▶ SOURCE DATA

[Start of Attachment]

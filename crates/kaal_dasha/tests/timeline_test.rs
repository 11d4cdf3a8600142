//! Integration tests for Vimshottari timeline generation and queries.

use chrono::FixedOffset;
use kaal_dasha::dasha::{full_period_days, proportional_children, verify_partition};
use kaal_dasha::{
    BirthMoonPosition, DAYS_PER_YEAR, DashaError, DashaLevel, DashaPeriod, Graha,
    NAKSHATRA_SPAN_27, Timeline, TimelineRequest, VIMSHOTTARI_SEQUENCE, vimshottari_snapshot,
    vimshottari_years,
};

const BIRTH_JD: f64 = 2_451_545.0; // J2000

fn utc() -> FixedOffset {
    FixedOffset::east_opt(0).unwrap()
}

fn timeline(nakshatra_index: u8, degrees: f64) -> Timeline {
    TimelineRequest::new(BirthMoonPosition::new(nakshatra_index, degrees), BIRTH_JD, utc())
        .generate()
        .unwrap()
}

/// Moon 8 deg into Bharani: 60% of Shukra's 20 years elapsed, 8 remain.
fn venus_timeline() -> Timeline {
    timeline(1, 8.0)
}

fn all_periods(t: &Timeline) -> Vec<&DashaPeriod> {
    let mut out = Vec::new();
    for md in t.mahadashas() {
        out.push(md);
        for ad in &md.children {
            out.push(ad);
            out.extend(ad.children.iter());
        }
    }
    out
}

#[test]
fn classical_table_sums_to_120_years() {
    let total: f64 = VIMSHOTTARI_SEQUENCE.iter().map(|&g| vimshottari_years(g)).sum();
    assert_eq!(total, 120.0);
}

#[test]
fn every_level_partitions_its_parent() {
    for nak in [0, 1, 9, 13, 26] {
        let t = timeline(nak, 5.5);
        for md in t.mahadashas() {
            verify_partition(md).unwrap();
            assert_eq!(md.children.len(), 9);
            for ad in &md.children {
                verify_partition(ad).unwrap();
                assert_eq!(ad.children.len(), 9);
                for pd in &ad.children {
                    assert!(pd.children.is_empty());
                    assert_eq!(pd.level, DashaLevel::Pratyantardasha);
                }
            }
        }
    }
}

#[test]
fn mahadashas_are_contiguous() {
    let t = timeline(17, 3.25);
    for pair in t.mahadashas().windows(2) {
        assert_eq!(pair[0].end_jd, pair[1].start_jd);
    }
}

#[test]
fn children_start_with_parent_graha() {
    let t = venus_timeline();
    for md in t.mahadashas() {
        assert_eq!(md.children[0].graha, md.graha);
        for ad in &md.children {
            assert_eq!(ad.children[0].graha, ad.graha);
        }
    }
}

#[test]
fn single_owner_per_level_at_sampled_instants() {
    let t = venus_timeline();
    let mut jd = t.start_jd();
    while jd < t.end_jd() {
        let owners = |level: DashaLevel| {
            all_periods(&t)
                .into_iter()
                .filter(|p| p.level == level && p.contains(jd))
                .count()
        };
        assert_eq!(owners(DashaLevel::Mahadasha), 1, "jd {jd}");
        assert_eq!(owners(DashaLevel::Antardasha), 1, "jd {jd}");
        assert_eq!(owners(DashaLevel::Pratyantardasha), 1, "jd {jd}");

        let chain = t.active_chain(jd);
        let pd = chain.pratyantardasha.unwrap();
        assert!(pd.contains(jd));
        assert!(chain.antardasha.unwrap().contains(jd));
        jd += 97.3;
    }
}

#[test]
fn boundary_instant_belongs_to_later_period() {
    let t = venus_timeline();
    let boundary = t.mahadashas()[1].start_jd;
    assert_eq!(t.current_mahadasha(boundary).unwrap().graha, Graha::Surya);
    assert_eq!(t.current_antardasha(boundary).unwrap().graha, Graha::Surya);
    assert_eq!(t.current_pratyantardasha(boundary).unwrap().graha, Graha::Surya);
}

#[test]
fn venus_balance_scenario() {
    let t = venus_timeline();
    let md = &t.mahadashas()[0];
    assert_eq!(md.graha, Graha::Shukra);
    assert!((md.end_jd - (BIRTH_JD + 8.0 * DAYS_PER_YEAR)).abs() < 1e-6);
    assert!((md.start_jd - (BIRTH_JD - 12.0 * DAYS_PER_YEAR)).abs() < 1e-6);

    let next = t.next_mahadasha(BIRTH_JD).unwrap();
    assert_eq!(next.graha, Graha::Surya);
    assert_eq!(next.start_jd, md.end_jd);
    assert!((next.duration_years() - 6.0).abs() < 1e-9);
}

#[test]
fn venus_antardasha_durations() {
    let t = venus_timeline();
    let md = &t.mahadashas()[0];
    let expected = [
        (Graha::Shukra, 20.0 * 20.0 / 120.0),
        (Graha::Surya, 20.0 * 6.0 / 120.0),
        (Graha::Chandra, 20.0 * 10.0 / 120.0),
        (Graha::Mangal, 20.0 * 7.0 / 120.0),
        (Graha::Rahu, 20.0 * 18.0 / 120.0),
        (Graha::Guru, 20.0 * 16.0 / 120.0),
        (Graha::Shani, 20.0 * 19.0 / 120.0),
        (Graha::Buddh, 20.0 * 17.0 / 120.0),
        (Graha::Ketu, 20.0 * 7.0 / 120.0),
    ];
    for (ad, (graha, years)) in md.children.iter().zip(expected) {
        assert_eq!(ad.graha, graha);
        assert!(
            (ad.duration_years() - years).abs() < 1e-8,
            "{graha}: expected {years}y, got {}y",
            ad.duration_years()
        );
    }
}

#[test]
fn full_cycle_spans_120_years_from_nakshatra_start() {
    let t = timeline(0, 0.0);
    assert_eq!(t.mahadashas().len(), 9);
    assert_eq!(t.start_jd(), BIRTH_JD);
    let span = t.end_jd() - t.start_jd();
    assert!((span - 120.0 * DAYS_PER_YEAR).abs() < 1e-6);
    for md in t.mahadashas() {
        assert!((md.duration_days() - full_period_days(md.graha)).abs() < 1e-6);
    }
}

#[test]
fn first_nine_mahadashas_span_120_years() {
    for (nak, deg) in [(1, 8.0), (4, 0.001), (13, 13.3), (26, 6.0)] {
        let t = timeline(nak, deg);
        let cycle = &t.mahadashas()[..9];
        let span = cycle[8].end_jd - cycle[0].start_jd;
        assert!(
            (span - 120.0 * DAYS_PER_YEAR).abs() < 1e-6,
            "nakshatra {nak} at {deg} deg: span {span}"
        );
    }
}

#[test]
fn horizon_is_covered() {
    for horizon in [1.0, 50.0, 120.0, 300.0] {
        let t = TimelineRequest::new(BirthMoonPosition::new(5, 7.0), BIRTH_JD, utc())
            .with_horizon(horizon)
            .generate()
            .unwrap();
        assert!(t.end_jd() >= BIRTH_JD + horizon * DAYS_PER_YEAR - 1e-6);
        assert!(t.covers(BIRTH_JD));
    }
}

#[test]
fn progress_is_clamped_and_monotonic() {
    let t = venus_timeline();
    let md = &t.mahadashas()[0];
    assert_eq!(md.progress_percent(md.start_jd), 0.0);
    assert_eq!(md.progress_percent(md.start_jd - 100.0), 0.0);
    assert_eq!(md.progress_percent(md.end_jd + 100.0), 100.0);

    let mut last = 0.0;
    let step = md.duration_days() / 50.0;
    for i in 0..50 {
        let p = md.progress_percent(md.start_jd + step * i as f64);
        assert!((0.0..=100.0).contains(&p));
        assert!(p >= last);
        last = p;
    }
}

#[test]
fn generation_is_deterministic() {
    let a = timeline(22, 4.321);
    let b = timeline(22, 4.321);
    assert_eq!(a, b);
}

#[test]
fn snapshot_agrees_with_timeline() {
    let moon = BirthMoonPosition::new(1, 8.0);
    let t = venus_timeline();
    for offset_days in [-2000.0, 0.0, 1234.5, 9000.0, 30_000.0] {
        let jd = BIRTH_JD + offset_days;
        let snap = vimshottari_snapshot(&moon, BIRTH_JD, jd, 120.0).unwrap();
        assert_eq!(snap, t.snapshot(jd), "offset {offset_days}");
        assert_eq!(snap.periods.len(), 3);
    }
}

#[test]
fn outside_horizon_has_no_active_period() {
    let t = venus_timeline();
    assert!(t.active_chain(t.end_jd()).is_empty());
    assert!(t.active_chain(t.start_jd() - 1.0).is_empty());
    assert!(t.active_chain(f64::NAN).is_empty());
    assert!(t.snapshot(t.end_jd() + 10.0).is_empty());
}

#[test]
fn proportional_children_last_child_snaps() {
    let parent = DashaPeriod::new(Graha::Rahu, DashaLevel::Mahadasha, 0.1, 6574.365, 1);
    let children = proportional_children(&parent);
    assert_eq!(children.len(), 9);
    assert_eq!(children[8].end_jd, parent.end_jd);
    assert_eq!(children[0].start_jd, parent.start_jd);
}

#[test]
fn invalid_birth_data_is_rejected() {
    let cases = [
        BirthMoonPosition::new(27, 1.0),
        BirthMoonPosition::new(0, -0.5),
        BirthMoonPosition::new(0, NAKSHATRA_SPAN_27 + 1.0),
        BirthMoonPosition::new(0, f64::NAN),
    ];
    for moon in cases {
        let err = TimelineRequest::new(moon, BIRTH_JD, utc()).generate().unwrap_err();
        assert!(matches!(err, DashaError::InvalidBirthData(_)), "{moon:?}: {err}");
        assert!(!err.is_retryable());
    }

    let err = TimelineRequest::new(BirthMoonPosition::new(0, 1.0), f64::INFINITY, utc())
        .generate()
        .unwrap_err();
    assert!(matches!(err, DashaError::InvalidBirthData(_)));
}

#[test]
fn invalid_horizon_is_rejected() {
    for horizon in [0.0, -5.0, f64::NAN, 5000.0] {
        let err = TimelineRequest::new(BirthMoonPosition::new(0, 1.0), BIRTH_JD, utc())
            .with_horizon(horizon)
            .generate()
            .unwrap_err();
        assert!(matches!(err, DashaError::InvalidHorizon(_)));
    }
}

#[test]
fn moon_from_sidereal_longitude() {
    // 22 deg: Bharani (13.33..26.67), 8.67 deg in
    let moon = BirthMoonPosition::from_sidereal_longitude(22.0).unwrap();
    assert_eq!(moon.nakshatra_index, 1);
    let t = TimelineRequest::new(moon, BIRTH_JD, utc()).generate().unwrap();
    assert_eq!(t.mahadashas()[0].graha, Graha::Shukra);
    assert!(BirthMoonPosition::from_sidereal_longitude(360.0).is_err());
}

[End of Attachment]

All that is needed is the exact run of lines above from the line containing "const BIRTH_JD: f64 = 2_451_545.0; // J2000" through the line containing "fn timeline(nakshatra_index: u8, degrees: f64)", both of them included.

const BIRTH_JD: f64 = 2_451_545.0; // J2000

fn utc() -> FixedOffset {
    FixedOffset::east_opt(0).unwrap()
}

fn timeline(nakshatra_index: u8, degrees: f64) -> Timeline {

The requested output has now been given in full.